Two final points. One, there’s something deeply satisfying about the code names being bridges. It’s deeply satisfying because the matter at hand is of course a crossing over. As Hamlet puts it, ‘the undiscovered country from whose bourn no traveler returns.’ And bourne, there’s a good London word, a good London place name for you. Burn or Bourne. It means brook or stream or river. It’s still used very commonly in Scotland. But also in England, Bournemouth, for example. The mouth of the bourne. And, yes, it’s all over London. Eastbourne. Westbourne. Holborn, the bourn in the hollow. Tyburn, the two bourns. Kilburn, the cold burn. The place names mark the approximate location of secondary rivers, tributaries to the Thames. And it’s got great classical echoes. In Greek mythology, Charon is the ferryman who rows the souls of the dead across the Rivers Acheron and Styx, which separate the worlds of the living and the dead. And for that matter, there’s Tennyson’s great poem, Crossing the Bar.
Especially its hauntingly beautiful final lines,
For tho’ from out our bourne of Time and Place
The flood may bear me far,
I hope to see my Pilot face to face
When I have crost the bar.
Our bourne of Time and Place. Brilliant.
I said two final points: the other one is a gladsome note. Government officials have stressed that “Larry may be a ripe old age but he’s doing OK now.”
—————————-
Moving on, today’s Random – this town, sometimes it feels like you’re deciphering it all the time. So I learn yesterday that the white gloves affixed to the top of the left shoulder of the ever so stylish formal coats worn by the Ritz Hotel porters aren’t just there to look good, they do in fact get used from time time. A Ritz porter informed me yesterday, “yes, we do wear them about three times a year – whenever we’ve got a royal in.”
So now you know. Now we all know. They’re wearing those white gloves you know there’s a royal in the Ritz.

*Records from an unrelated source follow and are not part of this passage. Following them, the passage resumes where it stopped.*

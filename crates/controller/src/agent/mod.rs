//! Outbound RPC plumbing toward node agents.
//!
//! The transport is the node's own inbound `ControlStream`: commands are
//! sent down the stream with a generated command id and the agent's
//! replies are routed back to the waiting caller through a pending map.
//! Ordering is FIFO per node because all commands for a node share one
//! channel.

use std::collections::HashMap;
use std::sync::atomic::{AtomicBool, Ordering};
use std::sync::Arc;
use std::time::Duration;

use tokio::sync::{mpsc, oneshot, Mutex, Notify};
use uuid::Uuid;

use proto::agent_command::Command;
use proto::agent_reply::Reply;
use proto::AgentCommand;

use crate::error::{self, Error, Result};

mod clients;
mod convert;

pub use clients::{
    ApplicationDeploymentClient, ApplicationLifecycleClient, DnsServiceClient,
    InterfaceServiceClient, TrafficPolicyClient,
};
pub use convert::{from_pb_interfaces, to_pb_app, to_pb_dns_config, to_pb_interface,
    to_pb_traffic_policy};

/// Lifecycle state of an application on a node or cluster.
#[derive(Debug, Clone, Copy, PartialEq, Eq, serde::Serialize)]
#[serde(rename_all = "lowercase")]
pub enum LifecycleStatus {
    /// State could not be determined.
    Unknown,
    /// Deployment in progress.
    Deploying,
    /// Deployed but not started.
    Deployed,
    /// Start in progress.
    Starting,
    /// Running.
    Running,
    /// Stop in progress.
    Stopping,
    /// Stopped.
    Stopped,
    /// Failed.
    Error,
    /// Not present.
    NotFound,
}

impl From<proto::lifecycle_status::Status> for LifecycleStatus {
    fn from(status: proto::lifecycle_status::Status) -> Self {
        use proto::lifecycle_status::Status;
        match status {
            Status::Unknown => LifecycleStatus::Unknown,
            Status::Deploying => LifecycleStatus::Deploying,
            Status::Deployed => LifecycleStatus::Deployed,
            Status::Starting => LifecycleStatus::Starting,
            Status::Running => LifecycleStatus::Running,
            Status::Stopping => LifecycleStatus::Stopping,
            Status::Stopped => LifecycleStatus::Stopped,
            Status::Error => LifecycleStatus::Error,
            Status::NotFound => LifecycleStatus::NotFound,
        }
    }
}

type PendingMap = Arc<Mutex<HashMap<String, oneshot::Sender<Reply>>>>;

/// A live reverse-dial connection to one node agent.
///
/// Cheap to clone; clones share the command channel and pending map.
#[derive(Clone)]
pub struct AgentHandle {
    node_id: Uuid,
    command_tx: mpsc::Sender<AgentCommand>,
    pending: PendingMap,
    closed_flag: Arc<AtomicBool>,
    closed: Arc<Notify>,
}

impl AgentHandle {
    /// Wrap a command sender for a freshly registered stream.
    pub fn new(node_id: Uuid, command_tx: mpsc::Sender<AgentCommand>) -> Self {
        Self {
            node_id,
            command_tx,
            pending: Arc::new(Mutex::new(HashMap::new())),
            closed_flag: Arc::new(AtomicBool::new(false)),
            closed: Arc::new(Notify::new()),
        }
    }

    /// The node this handle dispatches to.
    pub fn node_id(&self) -> Uuid {
        self.node_id
    }

    /// Send one command and await the matched reply.
    pub async fn call(&self, command: Command, timeout: Duration) -> Result<Reply> {
        let command_id = Uuid::new_v4().to_string();
        let (reply_tx, reply_rx) = oneshot::channel();
        self.pending
            .lock()
            .await
            .insert(command_id.clone(), reply_tx);

        let send_res = self
            .command_tx
            .send(AgentCommand {
                command_id: command_id.clone(),
                command: Some(command),
            })
            .await;
        if send_res.is_err() {
            self.pending.lock().await.remove(&command_id);
            return Err(Error::Unavailable(format!(
                "connection to node {} is closed",
                self.node_id
            )));
        }

        match tokio::time::timeout(timeout, reply_rx).await {
            Ok(Ok(reply)) => match reply {
                Reply::Failure(failure) => Err(error::from_code(failure.code, failure.message)),
                other => Ok(other),
            },
            Ok(Err(_canceled)) => Err(Error::Unavailable(format!(
                "connection to node {} was lost",
                self.node_id
            ))),
            Err(_elapsed) => {
                self.pending.lock().await.remove(&command_id);
                Err(Error::Unavailable(format!(
                    "node {} did not reply in time",
                    self.node_id
                )))
            }
        }
    }

    /// Route a reply from the inbound stream to its waiting caller.
    pub async fn resolve(&self, command_id: &str, reply: Reply) {
        let waiter = self.pending.lock().await.remove(command_id);
        match waiter {
            Some(tx) => {
                let _ = tx.send(reply);
            }
            None => {
                tracing::debug!(
                    node_id = %self.node_id,
                    command_id,
                    "dropping reply with no waiting caller"
                );
            }
        }
    }

    /// Mark the connection closed, waking its stream task and failing
    /// all in-flight callers.
    pub fn close(&self) {
        self.closed_flag.store(true, Ordering::SeqCst);
        self.closed.notify_waiters();
        let pending = self.pending.clone();
        tokio::spawn(async move {
            pending.lock().await.clear();
        });
    }

    /// Resolves when [`close`](Self::close) is called, including calls
    /// that raced ahead of this wait.
    pub async fn closed(&self) {
        while !self.closed_flag.load(Ordering::SeqCst) {
            let notified = self.closed.notified();
            tokio::pin!(notified);
            // Register interest before re-checking so a close between
            // the check and the await cannot be missed.
            notified.as_mut().enable();
            if self.closed_flag.load(Ordering::SeqCst) {
                return;
            }
            notified.await;
        }
    }

    /// Whether the agent side of the channel is gone.
    pub fn is_closed(&self) -> bool {
        self.closed_flag.load(Ordering::SeqCst) || self.command_tx.is_closed()
    }

    /// Whether two handles wrap the same underlying stream.
    pub fn same_channel(&self, other: &AgentHandle) -> bool {
        self.command_tx.same_channel(&other.command_tx)
    }
}

/// Expect an Ack reply, surfacing anything else as an internal error.
pub(crate) fn expect_ack(reply: Reply) -> Result<()> {
    match reply {
        Reply::Ack(_) => Ok(()),
        other => Err(Error::Internal(format!(
            "unexpected agent reply: {other:?}"
        ))),
    }
}

#[cfg(test)]
mod tests {
    use super::*;
    use proto::agent_command::Command;

    fn handle() -> (AgentHandle, mpsc::Receiver<AgentCommand>) {
        let (tx, rx) = mpsc::channel(8);
        (AgentHandle::new(Uuid::new_v4(), tx), rx)
    }

    #[tokio::test]
    async fn call_resolves_matched_replies() {
        let (handle, mut rx) = handle();
        let responder = handle.clone();
        let server = tokio::spawn(async move {
            let cmd = rx.recv().await.expect("command");
            assert!(matches!(cmd.command, Some(Command::Ping(_))));
            responder
                .resolve(&cmd.command_id, Reply::Ack(proto::Ack {}))
                .await;
        });

        let reply = handle
            .call(Command::Ping(proto::Ping {}), Duration::from_secs(1))
            .await
            .expect("reply");
        assert!(matches!(reply, Reply::Ack(_)));
        server.await.expect("server");
    }

    #[tokio::test]
    async fn failure_replies_carry_their_kind() {
        let (handle, mut rx) = handle();
        let responder = handle.clone();
        tokio::spawn(async move {
            let cmd = rx.recv().await.expect("command");
            responder
                .resolve(
                    &cmd.command_id,
                    Reply::Failure(proto::Failure {
                        code: tonic::Code::FailedPrecondition as i32,
                        message: "Network Interface if1 missing from request".into(),
                    }),
                )
                .await;
        });

        let err = handle
            .call(Command::Ping(proto::Ping {}), Duration::from_secs(1))
            .await
            .expect_err("failure");
        assert!(matches!(err, Error::Precondition(_)));
        assert_eq!(
            err.to_string(),
            "Network Interface if1 missing from request"
        );
    }

    #[tokio::test]
    async fn closed_channel_is_unavailable() {
        let (handle, rx) = handle();
        drop(rx);
        let err = handle
            .call(Command::Ping(proto::Ping {}), Duration::from_secs(1))
            .await
            .expect_err("closed");
        assert!(matches!(err, Error::Unavailable(_)));
    }

    #[tokio::test(start_paused = true)]
    async fn unanswered_calls_time_out() {
        let (handle, mut rx) = handle();
        tokio::spawn(async move {
            // Swallow the command and never reply.
            let _ = rx.recv().await;
            std::future::pending::<()>().await;
        });

        let err = handle
            .call(Command::Ping(proto::Ping {}), Duration::from_secs(5))
            .await
            .expect_err("timeout");
        assert!(matches!(err, Error::Unavailable(_)));
        assert!(handle.pending.lock().await.is_empty());
    }
}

For me, finding that out was particularly satisfying because it immediately put me in mind of that lovely review one of our walkers wrote a while back. She described the service we provide our customers as – and I’m quoting – “the London Walks white glove treatment.” Putting two and two together that in effect is saying we treat our customers like royalty. We’ll take that accolade, we can live with that reputation.

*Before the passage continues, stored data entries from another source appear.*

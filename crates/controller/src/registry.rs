//! The reverse-dial registry.
//!
//! Edge nodes live behind NAT and initiate the only connection between
//! themselves and the controller. The registry turns that connection
//! inside-out: a node's inbound control stream is parked here keyed by
//! node id, and the controller "dials" the node by taking the parked
//! handle. Dial waiters are signaled by the next registration, so a
//! dial against a known-but-absent node blocks until the node
//! reconnects or the timeout lapses.

use std::collections::HashMap;
use std::sync::Arc;
use std::time::Duration;

use metrics::{counter, gauge};
use tokio::sync::{Mutex, Notify};
use uuid::Uuid;

use crate::agent::AgentHandle;
use crate::error::{Error, Result};

#[derive(Default)]
struct Entry {
    conn: Option<AgentHandle>,
    arrived: Arc<Notify>,
}

/// Registry of persistent inbound node connections.
#[derive(Clone, Default)]
pub struct AgentRegistry {
    inner: Arc<Mutex<HashMap<Uuid, Entry>>>,
}

impl AgentRegistry {
    /// An empty registry.
    pub fn new() -> Self {
        Self::default()
    }

    /// Make a node id known without a live connection, so dials surface
    /// "not yet connected" rather than "unknown node". Called for every
    /// persisted node at startup and at enrollment.
    pub async fn prime(&self, node_id: Uuid) {
        let mut table = self.inner.lock().await;
        table.entry(node_id).or_default();
    }

    /// Park a fresh connection. An existing connection for the node is
    /// replaced and closed. Waiting dialers are woken.
    pub async fn register(&self, handle: AgentHandle) {
        let node_id = handle.node_id();
        let mut table = self.inner.lock().await;
        let entry = table.entry(node_id).or_default();
        if let Some(old) = entry.conn.replace(handle) {
            tracing::info!(%node_id, "replacing existing node connection");
            old.close();
        }
        entry.arrived.notify_waiters();
        gauge!("controller_registered_nodes")
            .set(table.values().filter(|e| e.conn.is_some()).count() as f64);
    }

    /// Drop a node's parked connection, keeping the node known so it can
    /// reconnect. No-op when `handle` is no longer the parked one.
    pub async fn remove_conn(&self, handle: &AgentHandle, reason: &str) {
        let node_id = handle.node_id();
        let mut table = self.inner.lock().await;
        if let Some(entry) = table.get_mut(&node_id) {
            let is_current = entry
                .conn
                .as_ref()
                .is_some_and(|current| current.same_channel(handle));
            if is_current {
                if let Some(old) = entry.conn.take() {
                    old.close();
                }
                counter!("controller_node_disconnect_total", "reason" => reason.to_string())
                    .increment(1);
                tracing::info!(%node_id, reason, "node connection removed");
            }
        }
        gauge!("controller_registered_nodes")
            .set(table.values().filter(|e| e.conn.is_some()).count() as f64);
    }

    /// Forget a node entirely (node record deleted).
    pub async fn remove(&self, node_id: Uuid) {
        let mut table = self.inner.lock().await;
        if let Some(entry) = table.remove(&node_id) {
            if let Some(conn) = entry.conn {
                conn.close();
            }
        }
    }

    /// Whether the node currently has a live connection.
    pub async fn is_connected(&self, node_id: Uuid) -> bool {
        let table = self.inner.lock().await;
        table
            .get(&node_id)
            .and_then(|entry| entry.conn.as_ref())
            .is_some_and(|conn| !conn.is_closed())
    }

    /// Take a connection for outbound RPC.
    ///
    /// Returns immediately when one is parked; waits up to `timeout` for
    /// a known node to (re)connect; fails `NotFound` for ids never
    /// preapproved or enrolled. A timed-out dial leaves the entry
    /// untouched.
    pub async fn dial(&self, node_id: Uuid, timeout: Duration) -> Result<AgentHandle> {
        let deadline = tokio::time::Instant::now() + timeout;
        loop {
            let table = self.inner.lock().await;
            let Some(entry) = table.get(&node_id) else {
                return Err(Error::NotFound(format!("node {node_id}")));
            };
            if let Some(conn) = &entry.conn {
                if !conn.is_closed() {
                    return Ok(conn.clone());
                }
            }

            // Register interest before releasing the table lock so a
            // registration racing this dial cannot be missed.
            let arrived = entry.arrived.clone();
            let notified = arrived.notified();
            tokio::pin!(notified);
            notified.as_mut().enable();
            drop(table);

            if tokio::time::timeout_at(deadline, notified).await.is_err() {
                return Err(Error::Unavailable(format!(
                    "timed out dialing node {node_id}"
                )));
            }
        }
    }

    /// Close and drop every parked connection (graceful shutdown).
    pub async fn drain(&self) {
        let mut table = self.inner.lock().await;
        for entry in table.values_mut() {
            if let Some(conn) = entry.conn.take() {
                conn.close();
            }
        }
        gauge!("controller_registered_nodes").set(0.0);
    }
}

Ok today’s Ongoing. Let’s do another installment about getting to know Tottenham Court Road Underground Station and its environs. This by way of setting the table for our walkers who go to Tottenham Court Road Underground Station to go on Richard’s Beatles Magical Mystery Tour or Adam’s Rock ’n’ Roll London Walk. As I mentioned yesterday, that area has been a significant spot for 900 years. Its historical riches – well, it’s teeming with them. It’s an Amazon rainforest of London history. But it’s also avant garde. It’s culturally rich. There’s a lot going on there. It’s architecturally rich. Ditto matters culinary. So I’m going to map all of that out in a series of podcasts about that little acre, turn Tottenham Court Road Tube stop from a name on the Tube map, a nondescript destination, into an experience. Turn empty calories into a feast. Now I’ve mentioned history, culture, architecture, food, etc. But that leaves one out. Literature. Poetry. It turns out those enivrons are also studded with some great poetry. And I’m going to roll out one of those poems today, that’s the fare, the dish I’m going to serve up in this Ongoing. The poem’s by Thomas Hardy. It’s called Coming Up Oxford Street: Evening
Hardy wrote it in 1872. It’s like a great photograph. It preserves a moment both in the life of this city, but also in the life of one individual in particular. Best of all, I think, it’s redolent with moving historical echoes. It’s about a city clerk who comes walking along there at day’s end. He’s had a long day at work in the City. He’s tired. He’s, well, depressed. Understandably I think. He’s a got long walk home. And the point is, he’s walking west. The route, from the City and along Oxford Street, that’s the route to the gallows at Tyburn. It was the route of the condemned. It was their last journey. Passing along there – past what is today Tottenham Court Road Underground Station – they have maybe 45 minutes left to live. Before they’re launched into eternity. Those are the echoes, the reverberations that crowd in, bear down on this wretched clerk. He’s a dead man walking. He’s condemned.
Other echos that are consonant with that. Well, the sun is setting. But it’s also unforgiving. There’s no escaping it. The poem’s also about the rich and the poor, how life’s a picnic for some people and a living nightmare for others. And never the twain shall meet, though they’re in very close proximity. It’s about urban loneliness. It’s about life in the city. It’s about despair.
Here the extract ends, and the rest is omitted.